Given the listing below, output exactly the line containing "None => warn!(seq" and every line after it through the end.
>>>>>
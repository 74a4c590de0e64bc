pub mod prelude;

pub mod proposal;
pub mod proposal_item;
pub mod request;
pub mod request_vendor;
pub mod vendor;
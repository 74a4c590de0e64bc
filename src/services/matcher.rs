use std::sync::Arc;

use uuid::Uuid;

use crate::entities::{request, vendor};
use crate::error::StoreError;
use crate::services::mailbox::MessageEnvelope;
use crate::services::store::ProcurementStore;

/// Where a message belongs, or why it belongs nowhere.
#[derive(Debug, Clone, PartialEq)]
pub enum MatchOutcome {
    Matched {
        request: request::Model,
        vendor: vendor::Model,
    },
    UnknownVendor,
    NoOpenRequest { vendor: vendor::Model },
    AlreadyIngested {
        request_id: Uuid,
        vendor_id: Uuid,
        proposal_id: Uuid,
    },
}

/// Gate applied to the subject before matching.
#[derive(Debug, Clone, Copy, PartialEq, Eq, Default)]
pub enum SubjectFilter {
    /// Recurring ingestion: every message is a candidate.
    #[default]
    AcceptAll,
    /// Diagnostic scan: subject must mention "RFP" or carry a reply marker.
    RfpReplies,
}

impl SubjectFilter {
    pub fn accepts(&self, subject: &str) -> bool {
        match self {
            SubjectFilter::AcceptAll => true,
            SubjectFilter::RfpReplies => {
                subject.contains("RFP") || subject.to_lowercase().contains("re:")
            }
        }
    }
}

/// Resolves an envelope to its (request, vendor) pair.
///
/// The most recently sent request associated with the sender wins; there is no
/// subject or thread correlation.
#[derive(Clone)]
pub struct Matcher {
    store: Arc<dyn ProcurementStore>,
}

impl Matcher {
    pub fn new(store: Arc<dyn ProcurementStore>) -> Self {
        Self { store }
    }

    pub async fn resolve(&self, envelope: &MessageEnvelope) -> Result<MatchOutcome, StoreError> {
        let Some(vendor) = self.store.find_vendor_by_email(&envelope.from).await? else {
            return Ok(MatchOutcome::UnknownVendor);
        };

        let Some(request) = self.store.latest_sent_request_for_vendor(vendor.id).await? else {
            return Ok(MatchOutcome::NoOpenRequest { vendor });
        };

        if let Some(proposal_id) = self.store.find_proposal_id(request.id, vendor.id).await? {
            return Ok(MatchOutcome::AlreadyIngested {
                request_id: request.id,
                vendor_id: vendor.id,
                proposal_id,
            });
        }

        Ok(MatchOutcome::Matched { request, vendor })
    }
}

#[cfg(test)]
mod tests {
    use super::*;
    use chrono::{Duration, Utc};

    use crate::testing::{envelope_from, InMemoryStore};

    #[test]
    fn rfp_reply_filter() {
        let filter = SubjectFilter::RfpReplies;
        assert!(filter.accepts("RFP: Office chairs"));
        assert!(filter.accepts("RE: your request"));
        assert!(!filter.accepts("Newsletter"));
        assert!(!filter.accepts("rfp lowercase only"));
        assert!(SubjectFilter::AcceptAll.accepts("Newsletter"));
    }

    #[tokio::test]
    async fn unknown_sender_is_not_matched() {
        let store = Arc::new(InMemoryStore::new());
        let matcher = Matcher::new(store.clone());

        let outcome = matcher.resolve(&envelope_from("stranger@example.com")).await.unwrap();
        assert_eq!(outcome, MatchOutcome::UnknownVendor);
    }

    #[tokio::test]
    async fn vendor_without_sent_request_has_no_open_request() {
        let store = Arc::new(InMemoryStore::new());
        let vendor = store.add_vendor("Acme", "sales@acme.example");
        let draft = store.add_request("Draft only", None);
        store.associate(draft.id, vendor.id);

        let outcome = Matcher::new(store.clone())
            .resolve(&envelope_from("sales@acme.example"))
            .await
            .unwrap();
        assert!(matches!(outcome, MatchOutcome::NoOpenRequest { .. }));
    }

    #[tokio::test]
    async fn most_recently_sent_request_wins() {
        let store = Arc::new(InMemoryStore::new());
        let vendor = store.add_vendor("Acme", "sales@acme.example");
        let now = Utc::now();
        let older = store.add_request("Laptops", Some(now - Duration::days(4)));
        let newer = store.add_request("Monitors", Some(now));
        store.associate(newer.id, vendor.id);
        store.associate(older.id, vendor.id);

        let outcome = Matcher::new(store.clone())
            .resolve(&envelope_from("sales@acme.example"))
            .await
            .unwrap();

        match outcome {
            MatchOutcome::Matched { request, vendor: v } => {
                assert_eq!(request.id, newer.id);
                assert_eq!(v.id, vendor.id);
            }
            other => panic!("expected a match, got {:?}", other),
        }
    }
}
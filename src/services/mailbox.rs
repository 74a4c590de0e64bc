//! Mailbox poller.
//!
//! One call to [`Mailbox::poll`] opens an IMAP session over TLS, selects the
//! inbox, searches with the given criterion, fetches every match and parses it
//! into a [`MessageEnvelope`]. The whole session is bounded by the configured
//! timeout; fetching marks messages as seen on the server.

use async_imap::Session;
use async_native_tls::{TlsConnector, TlsStream};
use async_trait::async_trait;
use chrono::NaiveDate;
use futures::TryStreamExt;
use mail_parser::MessageParser;
use tokio::net::TcpStream;
use tracing::{debug, info, warn};

use crate::config::MailConfig;
use crate::error::MailboxError;

/// A fetched message, normalised for matching and extraction.
#[derive(Debug, Clone, PartialEq, Eq)]
pub struct MessageEnvelope {
    pub message_id: String,
    /// Lowercased sender address.
    pub from: String,
    pub subject: String,
    pub body: String,
}

/// Prefix of identifiers built from a sequence number. Those are positional and
/// can point at a different message after an expunge.
pub const SEQUENCE_ID_PREFIX: &str = "seq:";

impl MessageEnvelope {
    /// Whether the id can be remembered across runs.
    pub fn has_stable_id(&self) -> bool {
        !self.message_id.starts_with(SEQUENCE_ID_PREFIX)
    }
}

/// Identifier for a message without a `Message-ID` header.
///
/// UIDs never repeat within one UIDVALIDITY, so `uid:<validity>:<uid>` is safe
/// to remember. Without a UID only the sequence number is left.
pub fn fallback_message_id(uid_validity: Option<u32>, uid: Option<u32>, seq: u32) -> String {
    match (uid_validity, uid) {
        (Some(validity), Some(uid)) => format!("uid:{}:{}", validity, uid),
        _ => format!("{}{}", SEQUENCE_ID_PREFIX, seq),
    }
}

/// Which messages a poll run should pick up.
#[derive(Debug, Clone, Copy, PartialEq, Eq)]
pub enum SearchCriterion {
    /// Recurring job: only messages not yet seen.
    Unseen,
    /// Diagnostic scan: everything received on or after the date.
    Since(NaiveDate),
}

impl SearchCriterion {
    pub fn to_imap_query(&self) -> String {
        match self {
            SearchCriterion::Unseen => "UNSEEN".to_string(),
            SearchCriterion::Since(date) => format!("SINCE {}", date.format("%d-%b-%Y")),
        }
    }
}

#[async_trait]
pub trait Mailbox: Send + Sync {
    async fn poll(&self, criterion: SearchCriterion) -> Result<Vec<MessageEnvelope>, MailboxError>;
}

/// Parse a raw RFC 822 message. Returns `None` when there is no usable sender.
///
/// `fallback_id` is used when the message has no `Message-ID` header.
pub fn parse_envelope(fallback_id: &str, raw: &[u8]) -> Option<MessageEnvelope> {
    let message = MessageParser::default().parse(raw)?;

    let from = message
        .from()
        .and_then(|addresses| addresses.first())
        .and_then(|addr| addr.address())
        .map(|addr| addr.trim().to_lowercase())
        .filter(|addr| !addr.is_empty())?;

    let body = message
        .body_text(0)
        .or_else(|| message.body_html(0))
        .map(|body| body.into_owned())
        .unwrap_or_default();

    Some(MessageEnvelope {
        message_id: message
            .message_id()
            .map(str::to_string)
            .unwrap_or_else(|| fallback_id.to_string()),
        from,
        subject: message.subject().unwrap_or_default().to_string(),
        body,
    })
}

type ImapSession = Session<TlsStream<TcpStream>>;

pub struct ImapMailbox {
    config: MailConfig,
}

impl ImapMailbox {
    pub fn new(config: MailConfig) -> Self {
        Self { config }
    }

    async fn connect(&self) -> Result<ImapSession, MailboxError> {
        let tcp = TcpStream::connect((self.config.host.as_str(), self.config.port))
            .await
            .map_err(|e| MailboxError::Connect(e.to_string()))?;

        let tls = TlsConnector::new()
            .connect(self.config.host.as_str(), tcp)
            .await
            .map_err(|e| MailboxError::Connect(e.to_string()))?;

        let client = async_imap::Client::new(tls);
        client
            .login(&self.config.user, &self.config.password)
            .await
            .map_err(|(e, _client)| MailboxError::Connect(format!("login failed: {}", e)))
    }

    async fn fetch_envelopes(
        session: &mut ImapSession,
        criterion: SearchCriterion,
    ) -> Result<Vec<MessageEnvelope>, MailboxError> {
        let inbox = session
            .select("INBOX")
            .await
            .map_err(|e| protocol("select", e))?;

        let query = criterion.to_imap_query();
        let mut sequence: Vec<u32> = session
            .search(&query)
            .await
            .map_err(|e| protocol("search", e))?
            .into_iter()
            .collect();

        if sequence.is_empty() {
            info!(query = %query, "No new emails found");
            return Ok(Vec::new());
        }
        sequence.sort_unstable();
        info!(count = sequence.len(), query = %query, "Found matching email(s)");

        let set = sequence
            .iter()
            .map(u32::to_string)
            .collect::<Vec<_>>()
            .join(",");

        let fetches: Vec<_> = session
            .fetch(&set, "(UID RFC822)")
            .await
            .map_err(|e| protocol("fetch", e))?
            .try_collect()
            .await
            .map_err(|e| protocol("fetch", e))?;

        let mut envelopes = Vec::with_capacity(fetches.len());
        for fetch in &fetches {
            let Some(raw) = fetch.body() else {
                warn!(seq = fetch.message, "Fetched message has no body");
                continue;
            };
            let fallback_id = fallback_message_id(inbox.uid_validity, fetch.uid, fetch.message);
            match parse_envelope(&fallback_id, raw) {
                Some(envelope) => envelopes.push(envelope),
                None => warn!(seq = fetch.message, "Email has no sender address or could not be parsed"),
            }
        }
        Ok(envelopes)
    }

    async fn run_session(&self, criterion: SearchCriterion) -> Result<Vec<MessageEnvelope>, MailboxError> {
        let mut session = self.connect().await?;
        let result = Self::fetch_envelopes(&mut session, criterion).await;

        // Logout on every path; a failed logout only costs the server a dangling session.
        if let Err(e) = session.logout().await {
            debug!(error = %e, "IMAP logout failed");
        }
        result
    }
}

#[async_trait]
impl Mailbox for ImapMailbox {
    async fn poll(&self, criterion: SearchCriterion) -> Result<Vec<MessageEnvelope>, MailboxError> {
        // On timeout the session future is dropped, which closes the socket.
        match tokio::time::timeout(self.config.timeout, self.run_session(criterion)).await {
            Ok(result) => result,
            Err(_) => {
                warn!(timeout_secs = self.config.timeout.as_secs(), "IMAP operation timeout, connection closed");
                Err(MailboxError::Timeout(self.config.timeout))
            }
        }
    }
}

fn protocol(stage: &'static str, err: async_imap::error::Error) -> MailboxError {
    MailboxError::Protocol {
        stage,
        message: err.to_string(),
    }
}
<<<<<
= Answer box =
                None => warn!(seq = fetch.message, "Email has no sender address or could not be parsed"),
            }
        }
        Ok(envelopes)
    }

    async fn run_session(&self, criterion: SearchCriterion) -> Result<Vec<MessageEnvelope>, MailboxError> {
        let mut session = self.connect().await?;
        let result = Self::fetch_envelopes(&mut session, criterion).await;

        // Logout on every path; a failed logout only costs the server a dangling session.
        if let Err(e) = session.logout().await {
            debug!(error = %e, "IMAP logout failed");
        }
        result
    }
}

#[async_trait]
impl Mailbox for ImapMailbox {
    async fn poll(&self, criterion: SearchCriterion) -> Result<Vec<MessageEnvelope>, MailboxError> {
        // On timeout the session future is dropped, which closes the socket.
        match tokio::time::timeout(self.config.timeout, self.run_session(criterion)).await {
            Ok(result) => result,
            Err(_) => {
                warn!(timeout_secs = self.config.timeout.as_secs(), "IMAP operation timeout, connection closed");
                Err(MailboxError::Timeout(self.config.timeout))
            }
        }
    }
}

fn protocol(stage: &'static str, err: async_imap::error::Error) -> MailboxError {
    MailboxError::Protocol {
        stage,
        message: err.to_string(),
    }
}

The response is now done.